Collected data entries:
[Start of section]

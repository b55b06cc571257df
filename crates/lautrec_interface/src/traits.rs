//! Driver traits for text and image generation backends.

use crate::HealthStatus;
use async_trait::async_trait;
use lautrec_core::{CopyRequest, CopyResponse, ImageRequest, ImageResponse};
use lautrec_error::LautrecResult;

/// Core trait for copywriting (text generation) backends.
///
/// One call per content piece; retry policy, rate limiting, and timeouts
/// are the driver's concern, never the orchestrator's.
#[async_trait]
pub trait CopyDriver: Send + Sync {
    /// Generate marketing copy for the given prompt.
    async fn write_copy(&self, req: &CopyRequest) -> LautrecResult<CopyResponse>;

    /// Provider name (e.g., "gemini").
    fn provider_name(&self) -> &'static str;

    /// Default model identifier (e.g., "gemini-2.5-flash").
    fn model_name(&self) -> &str;
}

/// Core trait for image generation backends.
#[async_trait]
pub trait ImageDriver: Send + Sync {
    /// Render an image for the given prompt and format.
    ///
    /// A content-safety refusal surfaces as an error kind the caller maps
    /// to a failed-but-reported artifact; it must not be conflated with a
    /// transport failure.
    async fn render(&self, req: &ImageRequest) -> LautrecResult<ImageResponse>;

    /// Provider name (e.g., "imagen").
    fn provider_name(&self) -> &'static str;

    /// Default model identifier (e.g., "imagen-4.0-generate-001").
    fn model_name(&self) -> &str;
}

/// Trait for backends that support health checks.
#[async_trait]
pub trait Health: Send + Sync {
    /// Check if the backend is available and functioning.
    async fn health(&self) -> LautrecResult<HealthStatus>;
}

[End of section]

Type the entries out again so that they match exactly.

repository b55b06cc571257df
filename crates/lautrec_interface/src/traits.rs
//! Driver traits for text and image generation backends.

use crate::HealthStatus;
use async_trait::async_trait;
use lautrec_core::{CopyRequest, CopyResponse, ImageRequest, ImageResponse};
use lautrec_error::LautrecResult;

/// Core trait for copywriting (text generation) backends.
///
/// One call per content piece; retry policy, rate limiting, and timeouts
/// are the driver's concern, never the orchestrator's.
#[async_trait]
pub trait CopyDriver: Send + Sync {
    /// Generate marketing copy for the given prompt.
    async fn write_copy(&self, req: &CopyRequest) -> LautrecResult<CopyResponse>;

    /// Provider name (e.g., "gemini").
    fn provider_name(&self) -> &'static str;

    /// Default model identifier (e.g., "gemini-2.5-flash").
    fn model_name(&self) -> &str;
}

/// Core trait for image generation backends.
#[async_trait]
pub trait ImageDriver: Send + Sync {
    /// Render an image for the given prompt and format.
    ///
    /// A content-safety refusal surfaces as an error kind the caller maps
    /// to a failed-but-reported artifact; it must not be conflated with a
    /// transport failure.
    async fn render(&self, req: &ImageRequest) -> LautrecResult<ImageResponse>;

    /// Provider name (e.g., "imagen").
    fn provider_name(&self) -> &'static str;

    /// Default model identifier (e.g., "imagen-4.0-generate-001").
    fn model_name(&self) -> &str;
}

/// Trait for backends that support health checks.
#[async_trait]
pub trait Health: Send + Sync {
    /// Check if the backend is available and functioning.
    async fn health(&self) -> LautrecResult<HealthStatus>;
}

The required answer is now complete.